Why stick with a low-end job like security guard? Because

she didn't finish high school, so her options are limited, and the pay in other service jobs isn't much better. For a while she lived in her car, but it got towed one day and she couldn't afford the impound fees. That landed her on the streets for a year, taking meals at downtown missions.

Now she's in this claustrophobic room, feeling only slightly more optimistic. She gets up at dawn to beat the lines for the shower in the shared bathroom down the hall.

"An awful lot of people are barely scraping by in a place with a great deal of wealth," said Dan Flaming of the Economic Roundtable. "I think it's fragile and precarious for us as a region to have such deep polarization between those who are skilled and educated and comfortable and those who are desperate."

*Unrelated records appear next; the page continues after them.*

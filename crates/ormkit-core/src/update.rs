//! Tracked changes and the errors raised while persisting them

use thiserror::Error;

use crate::OrmError;

/// State of a tracked entity
#[derive(Debug, Clone, Copy, PartialEq, Eq)]
pub enum EntityState {
    Added,
    Modified,
    Deleted,
}

/// A pending change to one entity
#[derive(Debug, Clone, PartialEq)]
pub struct EntityChange {
    pub entity_set: String,
    pub entity_type: String,
    pub key: String,
    pub state: EntityState,
    /// Serialized entity values; ignored for deletes
    pub values: serde_json::Value,
}

impl EntityChange {
    pub fn state_entry(&self) -> StateEntry {
        StateEntry::entity(self.entity_set.clone(), self.entity_type.clone())
    }
}

/// A state entry involved in a failed update
#[derive(Debug, Clone, PartialEq, Eq)]
pub struct StateEntry {
    /// Entity type name, or `None` for stub and relationship entries
    pub entity: Option<String>,
    /// Entity set the entry belongs to
    pub entity_set: String,
}

impl StateEntry {
    pub fn entity(entity_set: impl Into<String>, entity: impl Into<String>) -> Self {
        Self {
            entity: Some(entity.into()),
            entity_set: entity_set.into(),
        }
    }

    pub fn relationship(entity_set: impl Into<String>) -> Self {
        Self {
            entity: None,
            entity_set: entity_set.into(),
        }
    }
}

/// Kind of failure reported by the persistence layer
#[derive(Debug, Clone, Copy, PartialEq, Eq)]
pub enum UpdateErrorKind {
    General,
    OptimisticConcurrency,
}

/// Raw failure reported by the persistence layer
#[derive(Error, Debug, Clone)]
#[error("{message}")]
pub struct UpdateError {
    pub message: String,
    pub kind: UpdateErrorKind,
    pub state_entries: Vec<StateEntry>,
}

impl UpdateError {
    pub fn new(message: impl Into<String>, state_entries: Vec<StateEntry>) -> Self {
        Self {
            message: message.into(),
            kind: UpdateErrorKind::General,
            state_entries,
        }
    }

    pub fn concurrency(message: impl Into<String>, state_entries: Vec<StateEntry>) -> Self {
        Self {
            message: message.into(),
            kind: UpdateErrorKind::OptimisticConcurrency,
            state_entries,
        }
    }
}

/// Update failure as surfaced to context users
#[derive(Error, Debug, Clone)]
pub enum DbUpdateError {
    #[error("An error occurred while updating the entries: {source}")]
    Update {
        involves_independent_associations: bool,
        #[source]
        source: UpdateError,
    },

    #[error("Store update affected an unexpected number of rows: {source}")]
    Concurrency {
        #[source]
        source: UpdateError,
    },
}

impl DbUpdateError {
    /// Classifies a raw update failure.
    ///
    /// Entries without an entity are stubs or relationship entries, which means
    /// an independent association is involved; that takes precedence over
    /// concurrency classification.
    pub fn classify(error: UpdateError) -> Self {
        if error.state_entries.iter().any(|e| e.entity.is_none()) {
            return DbUpdateError::Update {
                involves_independent_associations: true,
                source: error,
            };
        }

        match error.kind {
            UpdateErrorKind::OptimisticConcurrency => DbUpdateError::Concurrency { source: error },
            UpdateErrorKind::General => DbUpdateError::Update {
                involves_independent_associations: false,
                source: error,
            },
        }
    }

    pub fn involves_independent_associations(&self) -> bool {
        matches!(
            self,
            DbUpdateError::Update {
                involves_independent_associations: true,
                ..
            }
        )
    }

    pub fn is_concurrency(&self) -> bool {
        matches!(self, DbUpdateError::Concurrency { .. })
    }

    pub fn state_entries(&self) -> &[StateEntry] {
        match self {
            DbUpdateError::Update { source, .. } | DbUpdateError::Concurrency { source } => {
                &source.state_entries
            }
        }
    }
}

/// Failure returned by a change processor: either a raw update failure that
/// still needs classifying, or any other error.
#[derive(Error, Debug)]
pub enum SaveError {
    #[error(transparent)]
    Update(UpdateError),

    #[error(transparent)]
    Other(#[from] OrmError),
}

impl From<SaveError> for OrmError {
    fn from(error: SaveError) -> Self {
        match error {
            SaveError::Update(update) => OrmError::Update(DbUpdateError::classify(update)),
            SaveError::Other(other) => other,
        }
    }
}

#[cfg(test)]
mod tests {
    use super::*;

    #[test]
    fn test_relationship_entry_marks_independent_association() {
        let error = UpdateError::concurrency(
            "0 rows affected",
            vec![
                StateEntry::entity("Posts", "Post"),
                StateEntry::relationship("Blog_Posts"),
            ],
        );

        let classified = DbUpdateError::classify(error);

        assert!(classified.involves_independent_associations());
        assert!(!classified.is_concurrency());
        assert_eq!(classified.state_entries().len(), 2);
    }

    #[test]
    fn test_concurrency_failure_with_entity_entries() {
        let error = UpdateError::concurrency("0 rows affected", vec![StateEntry::entity("Posts", "Post")]);

        let classified = DbUpdateError::classify(error);

        assert!(classified.is_concurrency());
        assert!(!classified.involves_independent_associations());
    }

    #[test]
    fn test_general_failure_with_entity_entries() {
        let error = UpdateError::new("constraint failed", vec![StateEntry::entity("Blogs", "Blog")]);

        let classified = DbUpdateError::classify(error);

        assert!(!classified.is_concurrency());
        assert!(!classified.involves_independent_associations());
        assert!(matches!(classified, DbUpdateError::Update { .. }));
    }

    #[test]
    fn test_save_error_converts_to_classified_orm_error() {
        let save = SaveError::Update(UpdateError::concurrency(
            "stale row",
            vec![StateEntry::entity("Blogs", "Blog")],
        ));

        let error: OrmError = save.into();

        assert!(matches!(error, OrmError::Update(DbUpdateError::Concurrency { .. })));
        assert!(error.is_data_error());
    }
}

So how will Burroughs and others like her ever escape the squalor?

We can simply decide that an honest day's work ought to afford a person some basic dignity, and legislate a living wage. But the mere mention of such an idea works the ruling class into a lather and paralyzes politicians. So Burroughs is taking a different gamble.

For the last year, she's been going to meetings and rallies staged by Service Employees International Union Local 1877, which has been trying for three years to organize thousands of security guards.

I first met Burroughs on Tuesday morning as she marched in a steady rain with a few hundred colleagues. At one point she took the microphone outside Macy's on 7th and said she hadn't had a vacation in years and was tired of living in poverty.

Her job at Bank of America Plaza, she later told me, is to inspect the trunks of cars that enter the parking lot. In a post-9/11 era, she can potentially save lives as well as protect the offices of multibillion-dollar companies.

So shouldn't that be worth more than $8.50 — a wage that leads to high turnover and lots of inexperienced guards looking for explosives?

Robert Maguire, who owns several high-rise properties in downtown L.A., thinks so.

In his buildings, he requires guard service contractors to pay their employees a minimum of $10 per hour, plus health benefits. "I think people don't calculate the cost of turnover, and it's very high," he said.

He thinks higher wages make economic sense. "You can't have people that are disenfranchised if you're trying to get quality and productivity, and we think … it is absolutely justified."

Other building owners haven't stepped up, though. And even Maguire is skeptical about bringing in Local 1877. He and other owners point out that SEIU represents janitors, and they'd rather not have the same union involved with guards because a walkout by one could be honored by the other.

That's a flimsy argument, if you ask me, and something that could be avoided in negotiations. It hasn't been a hindrance in other cities, says SEIU official Jono Shaffer.

"Owners are resistant," says Victor Narro of UCLA's Downtown Labor Center, "because they see how effective SEIU has been with janitorial workers. But this is a very responsible union that doesn't just strike without trying to work out relationships with owners."

Speaking of janitors, there's an irony here. Several decades ago, janitorial jobs were unionized and largely African American in Los Angeles. Employees made middle-class wages. But the union was busted by owners and contractors who hired cheaper immigrant labor, some of it illegal, squeezing many African Americans into lower-paying jobs. What kind of jobs? Security.

An estimated 60% of the downtown security guards are African American, as is Burroughs. She knows she'll never find easy street as a security guard. But a bump to, say, $10 or $11 an hour, with health benefits, could get her out of the one-room trap and put her into something where she can at least cook, cutting back on her food costs.

"I don't even have my grandchildren in here," Burroughs says as she flips through a family photo album. "I don't want them to see Granny living this way."

She takes me back down in the elevator and a friend asks how she's doing.

"I'm blessed," Burroughs says.

"Blessed?" I ask.

She's alive, she tells me, with a roof over her head. I say goodbye and head out to the streets where she once lived.